[Records contained in a dataset]
********************

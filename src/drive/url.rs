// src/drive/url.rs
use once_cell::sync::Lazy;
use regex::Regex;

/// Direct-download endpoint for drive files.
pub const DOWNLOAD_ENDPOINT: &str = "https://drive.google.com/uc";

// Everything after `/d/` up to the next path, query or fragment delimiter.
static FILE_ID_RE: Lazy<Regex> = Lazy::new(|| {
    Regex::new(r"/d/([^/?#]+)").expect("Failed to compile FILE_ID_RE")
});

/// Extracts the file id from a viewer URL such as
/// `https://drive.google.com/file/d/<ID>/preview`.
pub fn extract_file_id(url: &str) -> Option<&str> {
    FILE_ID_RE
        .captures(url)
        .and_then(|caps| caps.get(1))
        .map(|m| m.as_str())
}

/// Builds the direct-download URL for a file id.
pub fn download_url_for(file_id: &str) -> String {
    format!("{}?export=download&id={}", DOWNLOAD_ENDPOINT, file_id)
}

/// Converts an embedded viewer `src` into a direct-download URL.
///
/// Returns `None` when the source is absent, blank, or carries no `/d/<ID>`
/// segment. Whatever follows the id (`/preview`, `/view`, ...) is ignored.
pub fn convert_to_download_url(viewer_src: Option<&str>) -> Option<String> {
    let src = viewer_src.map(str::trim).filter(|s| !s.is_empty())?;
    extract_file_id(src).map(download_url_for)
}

********************

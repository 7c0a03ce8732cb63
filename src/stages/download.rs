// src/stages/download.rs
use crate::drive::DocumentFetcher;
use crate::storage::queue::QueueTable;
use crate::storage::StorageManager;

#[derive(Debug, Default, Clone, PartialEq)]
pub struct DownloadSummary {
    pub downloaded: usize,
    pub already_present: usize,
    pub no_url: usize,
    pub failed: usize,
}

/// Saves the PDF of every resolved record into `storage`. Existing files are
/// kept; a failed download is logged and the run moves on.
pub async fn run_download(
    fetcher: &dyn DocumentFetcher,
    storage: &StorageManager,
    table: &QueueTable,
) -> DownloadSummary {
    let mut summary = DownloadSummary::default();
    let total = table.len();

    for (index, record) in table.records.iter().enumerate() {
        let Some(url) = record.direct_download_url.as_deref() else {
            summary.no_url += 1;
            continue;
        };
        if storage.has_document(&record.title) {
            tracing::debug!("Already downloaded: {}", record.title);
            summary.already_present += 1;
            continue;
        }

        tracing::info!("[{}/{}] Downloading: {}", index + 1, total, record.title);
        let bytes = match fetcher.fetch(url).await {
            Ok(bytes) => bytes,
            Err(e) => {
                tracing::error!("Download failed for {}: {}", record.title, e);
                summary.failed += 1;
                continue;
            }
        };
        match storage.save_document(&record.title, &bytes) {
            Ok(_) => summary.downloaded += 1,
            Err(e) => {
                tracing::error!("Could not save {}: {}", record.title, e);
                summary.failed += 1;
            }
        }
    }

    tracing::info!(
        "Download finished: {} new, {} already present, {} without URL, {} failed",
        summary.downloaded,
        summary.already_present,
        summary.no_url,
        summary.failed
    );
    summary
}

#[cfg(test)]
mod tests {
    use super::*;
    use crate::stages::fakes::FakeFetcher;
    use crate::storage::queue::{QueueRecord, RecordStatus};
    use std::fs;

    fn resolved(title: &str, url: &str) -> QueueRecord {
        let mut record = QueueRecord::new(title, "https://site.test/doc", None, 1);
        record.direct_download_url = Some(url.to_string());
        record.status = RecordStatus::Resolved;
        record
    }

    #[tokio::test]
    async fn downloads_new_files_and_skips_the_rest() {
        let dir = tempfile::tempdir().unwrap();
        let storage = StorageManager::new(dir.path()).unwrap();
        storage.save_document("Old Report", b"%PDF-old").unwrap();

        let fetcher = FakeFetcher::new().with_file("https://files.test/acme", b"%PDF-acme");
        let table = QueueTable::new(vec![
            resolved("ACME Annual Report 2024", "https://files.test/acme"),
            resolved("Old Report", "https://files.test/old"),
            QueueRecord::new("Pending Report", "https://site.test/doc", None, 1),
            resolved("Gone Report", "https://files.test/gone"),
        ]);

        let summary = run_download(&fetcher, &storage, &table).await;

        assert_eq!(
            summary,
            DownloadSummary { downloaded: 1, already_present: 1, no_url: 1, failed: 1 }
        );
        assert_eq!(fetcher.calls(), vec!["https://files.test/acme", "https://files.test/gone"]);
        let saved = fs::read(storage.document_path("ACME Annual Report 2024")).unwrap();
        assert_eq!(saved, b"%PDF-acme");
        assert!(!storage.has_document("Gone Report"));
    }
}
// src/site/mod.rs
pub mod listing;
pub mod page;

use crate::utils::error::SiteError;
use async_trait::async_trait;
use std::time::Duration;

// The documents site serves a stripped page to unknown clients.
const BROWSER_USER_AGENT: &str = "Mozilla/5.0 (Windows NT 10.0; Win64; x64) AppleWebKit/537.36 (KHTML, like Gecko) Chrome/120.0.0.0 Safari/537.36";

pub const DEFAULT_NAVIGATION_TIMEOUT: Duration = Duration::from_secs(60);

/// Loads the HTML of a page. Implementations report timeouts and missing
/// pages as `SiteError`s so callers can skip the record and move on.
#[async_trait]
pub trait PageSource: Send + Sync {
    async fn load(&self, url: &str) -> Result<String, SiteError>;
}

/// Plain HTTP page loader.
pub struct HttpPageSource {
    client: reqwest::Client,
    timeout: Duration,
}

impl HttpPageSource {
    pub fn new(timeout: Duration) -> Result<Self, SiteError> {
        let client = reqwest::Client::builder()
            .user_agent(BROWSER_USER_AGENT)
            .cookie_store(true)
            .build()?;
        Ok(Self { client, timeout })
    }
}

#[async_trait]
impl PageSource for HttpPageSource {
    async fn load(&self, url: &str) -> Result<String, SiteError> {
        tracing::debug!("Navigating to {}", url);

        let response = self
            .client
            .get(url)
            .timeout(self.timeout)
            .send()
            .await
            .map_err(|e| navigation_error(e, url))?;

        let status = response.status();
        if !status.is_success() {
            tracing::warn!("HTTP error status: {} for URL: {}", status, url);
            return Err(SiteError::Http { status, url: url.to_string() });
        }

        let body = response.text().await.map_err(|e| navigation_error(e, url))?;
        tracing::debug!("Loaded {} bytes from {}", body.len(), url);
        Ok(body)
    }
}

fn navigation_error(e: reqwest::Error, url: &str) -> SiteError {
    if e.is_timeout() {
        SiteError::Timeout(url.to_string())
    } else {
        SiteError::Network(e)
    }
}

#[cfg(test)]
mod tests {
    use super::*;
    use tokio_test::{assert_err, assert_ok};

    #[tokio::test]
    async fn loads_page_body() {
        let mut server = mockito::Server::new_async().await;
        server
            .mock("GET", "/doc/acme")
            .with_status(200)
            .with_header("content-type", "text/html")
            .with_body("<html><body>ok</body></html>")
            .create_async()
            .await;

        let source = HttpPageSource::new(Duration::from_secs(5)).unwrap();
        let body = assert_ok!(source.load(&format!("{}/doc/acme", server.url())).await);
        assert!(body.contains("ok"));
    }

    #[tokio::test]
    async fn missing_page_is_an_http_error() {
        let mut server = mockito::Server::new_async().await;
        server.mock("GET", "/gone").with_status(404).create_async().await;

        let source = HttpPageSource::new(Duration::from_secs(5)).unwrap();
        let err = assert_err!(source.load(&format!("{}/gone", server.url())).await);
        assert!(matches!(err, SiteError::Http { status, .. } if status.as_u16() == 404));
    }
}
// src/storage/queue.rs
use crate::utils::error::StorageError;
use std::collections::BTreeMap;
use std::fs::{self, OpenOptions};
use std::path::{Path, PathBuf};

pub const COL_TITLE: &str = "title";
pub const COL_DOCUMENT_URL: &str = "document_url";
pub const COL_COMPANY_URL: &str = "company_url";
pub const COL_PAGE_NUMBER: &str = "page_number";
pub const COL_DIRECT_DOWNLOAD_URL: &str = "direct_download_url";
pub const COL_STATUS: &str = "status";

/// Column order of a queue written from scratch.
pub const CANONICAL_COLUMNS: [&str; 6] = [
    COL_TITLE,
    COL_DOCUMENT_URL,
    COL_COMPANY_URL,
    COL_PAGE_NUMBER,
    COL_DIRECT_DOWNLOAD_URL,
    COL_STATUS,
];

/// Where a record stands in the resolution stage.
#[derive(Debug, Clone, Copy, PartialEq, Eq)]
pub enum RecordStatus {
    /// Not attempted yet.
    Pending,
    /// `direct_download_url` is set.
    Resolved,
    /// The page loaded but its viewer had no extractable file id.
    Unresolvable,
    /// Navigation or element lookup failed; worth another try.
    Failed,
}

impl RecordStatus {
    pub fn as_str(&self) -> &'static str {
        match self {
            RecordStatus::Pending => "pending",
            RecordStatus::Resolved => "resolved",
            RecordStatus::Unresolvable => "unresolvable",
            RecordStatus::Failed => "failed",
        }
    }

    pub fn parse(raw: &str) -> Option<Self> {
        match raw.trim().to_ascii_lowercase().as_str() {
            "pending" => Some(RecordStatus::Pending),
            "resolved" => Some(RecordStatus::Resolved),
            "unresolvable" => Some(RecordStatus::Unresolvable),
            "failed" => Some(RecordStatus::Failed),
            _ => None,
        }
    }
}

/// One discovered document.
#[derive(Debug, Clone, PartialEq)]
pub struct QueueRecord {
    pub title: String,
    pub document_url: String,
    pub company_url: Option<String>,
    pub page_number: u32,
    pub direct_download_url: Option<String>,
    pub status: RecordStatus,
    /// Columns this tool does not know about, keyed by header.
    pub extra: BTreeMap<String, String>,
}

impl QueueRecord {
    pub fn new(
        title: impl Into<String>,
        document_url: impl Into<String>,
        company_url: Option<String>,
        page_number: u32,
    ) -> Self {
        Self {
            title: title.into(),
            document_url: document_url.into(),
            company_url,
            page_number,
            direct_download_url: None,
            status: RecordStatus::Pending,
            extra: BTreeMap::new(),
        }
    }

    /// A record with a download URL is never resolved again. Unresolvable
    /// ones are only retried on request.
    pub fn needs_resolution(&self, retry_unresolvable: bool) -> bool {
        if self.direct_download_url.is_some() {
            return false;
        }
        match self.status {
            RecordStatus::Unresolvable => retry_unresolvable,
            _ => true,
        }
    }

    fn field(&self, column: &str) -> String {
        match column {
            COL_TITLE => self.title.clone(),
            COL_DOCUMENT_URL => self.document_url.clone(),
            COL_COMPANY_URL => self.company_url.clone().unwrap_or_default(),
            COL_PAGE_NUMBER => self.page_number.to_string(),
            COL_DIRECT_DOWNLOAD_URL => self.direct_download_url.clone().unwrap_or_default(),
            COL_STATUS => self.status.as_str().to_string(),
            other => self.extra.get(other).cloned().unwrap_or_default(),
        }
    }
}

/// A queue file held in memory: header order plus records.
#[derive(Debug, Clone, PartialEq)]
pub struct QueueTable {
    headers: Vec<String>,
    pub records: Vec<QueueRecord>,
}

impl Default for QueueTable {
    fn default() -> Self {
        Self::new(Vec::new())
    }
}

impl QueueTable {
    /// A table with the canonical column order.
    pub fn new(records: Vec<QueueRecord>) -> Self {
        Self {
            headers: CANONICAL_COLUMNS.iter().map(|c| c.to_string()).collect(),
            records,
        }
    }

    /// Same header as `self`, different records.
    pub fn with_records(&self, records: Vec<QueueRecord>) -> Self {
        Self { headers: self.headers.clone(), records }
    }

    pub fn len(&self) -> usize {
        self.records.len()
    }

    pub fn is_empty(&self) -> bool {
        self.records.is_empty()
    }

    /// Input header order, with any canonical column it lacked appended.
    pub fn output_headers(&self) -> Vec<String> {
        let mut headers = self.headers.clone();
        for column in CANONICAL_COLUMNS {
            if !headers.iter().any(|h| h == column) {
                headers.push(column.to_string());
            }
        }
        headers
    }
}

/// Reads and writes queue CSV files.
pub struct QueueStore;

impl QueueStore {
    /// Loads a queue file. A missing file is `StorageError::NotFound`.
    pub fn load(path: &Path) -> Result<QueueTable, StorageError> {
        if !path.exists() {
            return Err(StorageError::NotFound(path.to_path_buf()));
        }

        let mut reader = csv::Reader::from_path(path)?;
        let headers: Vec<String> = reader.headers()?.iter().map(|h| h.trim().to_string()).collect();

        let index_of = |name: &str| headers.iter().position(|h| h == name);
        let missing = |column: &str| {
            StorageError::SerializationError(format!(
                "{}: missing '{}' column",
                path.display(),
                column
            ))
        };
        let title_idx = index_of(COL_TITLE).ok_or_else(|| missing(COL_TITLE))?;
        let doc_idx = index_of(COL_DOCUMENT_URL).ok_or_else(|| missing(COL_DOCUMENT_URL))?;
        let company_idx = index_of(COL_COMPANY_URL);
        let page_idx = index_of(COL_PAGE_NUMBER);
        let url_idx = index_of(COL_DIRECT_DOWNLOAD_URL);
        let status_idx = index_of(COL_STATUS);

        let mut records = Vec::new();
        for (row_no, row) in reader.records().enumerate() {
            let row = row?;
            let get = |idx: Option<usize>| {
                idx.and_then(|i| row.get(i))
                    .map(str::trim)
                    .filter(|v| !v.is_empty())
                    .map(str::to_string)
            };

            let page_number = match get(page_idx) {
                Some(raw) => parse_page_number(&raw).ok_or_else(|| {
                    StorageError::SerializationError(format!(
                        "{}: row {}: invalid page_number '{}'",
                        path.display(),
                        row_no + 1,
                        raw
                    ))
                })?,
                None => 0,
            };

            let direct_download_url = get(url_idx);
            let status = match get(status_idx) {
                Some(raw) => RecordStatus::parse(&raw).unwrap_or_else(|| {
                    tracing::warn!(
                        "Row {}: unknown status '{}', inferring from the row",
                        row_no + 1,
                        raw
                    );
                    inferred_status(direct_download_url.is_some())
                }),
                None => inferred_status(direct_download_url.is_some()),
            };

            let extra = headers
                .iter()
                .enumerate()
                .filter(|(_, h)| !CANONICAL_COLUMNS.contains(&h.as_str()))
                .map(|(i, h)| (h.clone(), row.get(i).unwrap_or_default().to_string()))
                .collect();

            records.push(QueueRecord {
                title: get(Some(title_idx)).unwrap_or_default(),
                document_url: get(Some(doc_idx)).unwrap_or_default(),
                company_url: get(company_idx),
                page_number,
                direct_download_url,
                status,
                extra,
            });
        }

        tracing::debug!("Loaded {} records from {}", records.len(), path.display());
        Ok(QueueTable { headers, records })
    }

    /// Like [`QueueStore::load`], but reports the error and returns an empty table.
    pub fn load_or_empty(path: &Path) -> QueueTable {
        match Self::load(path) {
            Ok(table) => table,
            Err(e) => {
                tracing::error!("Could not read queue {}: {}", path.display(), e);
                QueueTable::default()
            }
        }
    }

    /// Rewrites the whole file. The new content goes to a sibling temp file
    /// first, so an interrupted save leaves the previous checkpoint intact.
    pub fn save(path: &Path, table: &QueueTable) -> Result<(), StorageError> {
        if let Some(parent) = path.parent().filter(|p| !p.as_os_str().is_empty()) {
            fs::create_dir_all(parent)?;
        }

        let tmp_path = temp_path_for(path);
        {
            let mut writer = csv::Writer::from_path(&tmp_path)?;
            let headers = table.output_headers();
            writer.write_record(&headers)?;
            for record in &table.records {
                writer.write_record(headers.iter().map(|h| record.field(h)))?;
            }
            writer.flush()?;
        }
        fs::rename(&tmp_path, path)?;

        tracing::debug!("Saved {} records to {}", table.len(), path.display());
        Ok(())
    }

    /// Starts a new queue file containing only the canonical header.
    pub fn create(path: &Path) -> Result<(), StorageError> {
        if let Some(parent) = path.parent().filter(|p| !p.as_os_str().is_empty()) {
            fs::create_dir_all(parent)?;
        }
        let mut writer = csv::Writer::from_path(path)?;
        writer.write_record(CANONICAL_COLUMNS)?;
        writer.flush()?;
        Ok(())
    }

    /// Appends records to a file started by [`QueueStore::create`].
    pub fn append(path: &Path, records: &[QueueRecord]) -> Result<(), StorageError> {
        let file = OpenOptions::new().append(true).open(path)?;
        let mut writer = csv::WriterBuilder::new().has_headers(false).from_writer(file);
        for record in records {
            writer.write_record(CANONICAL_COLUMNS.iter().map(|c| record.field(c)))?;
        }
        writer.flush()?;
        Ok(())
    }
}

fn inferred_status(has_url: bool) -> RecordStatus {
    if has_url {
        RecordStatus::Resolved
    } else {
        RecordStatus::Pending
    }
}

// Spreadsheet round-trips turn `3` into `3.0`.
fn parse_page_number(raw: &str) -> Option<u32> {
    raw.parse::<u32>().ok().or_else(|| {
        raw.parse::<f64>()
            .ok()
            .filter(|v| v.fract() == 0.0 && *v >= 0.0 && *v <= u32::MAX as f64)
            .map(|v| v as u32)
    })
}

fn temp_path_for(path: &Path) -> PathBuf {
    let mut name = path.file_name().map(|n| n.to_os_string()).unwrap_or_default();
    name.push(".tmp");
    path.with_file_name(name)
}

********************

• WHAT YOU ARE ASKED TO DO:
Scan the records above, then copy out each line that mentions "enumerate".

• EXERCISE RESPONSE:
    for (index, record) in table.records.iter().enumerate() {
        for (row_no, row) in reader.records().enumerate() {
                .enumerate()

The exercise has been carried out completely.